**DIRECTIONS FOR THIS TASK:**
Below are records; copy every line among them that contains the word "insert".

**TASK INPUT:**

__________

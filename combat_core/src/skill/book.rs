//! SkillBook - every loaded skill, by id

use super::Skill;
use crate::component::ComponentRegistry;
use crate::config::{ConfigError, SkillDefinition};
use std::collections::HashMap;
use std::sync::Arc;

/// Read-only skill definitions shared across encounters
#[derive(Debug, Clone, Default)]
pub struct SkillBook {
    skills: HashMap<String, Arc<Skill>>,
}

impl SkillBook {
    pub fn new() -> Self {
        Self::default()
    }

    /// Build every definition; the first failure aborts the load
    pub fn from_definitions(
        definitions: &[SkillDefinition],
        registry: &ComponentRegistry,
    ) -> Result<Self, ConfigError> {
        let mut book = Self::new();
        for definition in definitions {
            if book.skills.contains_key(&definition.id) {
                return Err(ConfigError::ValidationError(format!(
                    "duplicate skill id '{}'",
                    definition.id
                )));
            }
            book.insert(Skill::from_definition(definition, registry)?);
        }
        Ok(book)
    }

    pub fn insert(&mut self, skill: Skill) {
        self.skills.insert(skill.id.clone(), Arc::new(skill));
    }

    pub fn get(&self, id: &str) -> Option<Arc<Skill>> {
        self.skills.get(id).cloned()
    }

    /// Look up a skill, failing with `UnknownSkill`
    pub fn require(&self, id: &str) -> Result<Arc<Skill>, ConfigError> {
        self.get(id)
            .ok_or_else(|| ConfigError::UnknownSkill(id.to_string()))
    }

    /// Resolve a deck; empty strings are empty slots
    pub fn deck(&self, ids: &[String]) -> Result<Vec<Option<Arc<Skill>>>, ConfigError> {
        ids.iter()
            .map(|id| {
                if id.is_empty() {
                    Ok(None)
                } else {
                    self.require(id).map(Some)
                }
            })
            .collect()
    }

    /// Overlay another book; later definitions win
    pub fn merge(&mut self, other: SkillBook) {
        self.skills.extend(other.skills);
    }

    pub fn ids(&self) -> impl Iterator<Item = &str> {
        self.skills.keys().map(String::as_str)
    }

    pub fn len(&self) -> usize {
        self.skills.len()
    }

    pub fn is_empty(&self) -> bool {
        self.skills.is_empty()
    }
}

__________

**ANSWER SPACE:**
            book.insert(Skill::from_definition(definition, registry)?);
    pub fn insert(&mut self, skill: Skill) {
        self.skills.insert(skill.id.clone(), Arc::new(skill));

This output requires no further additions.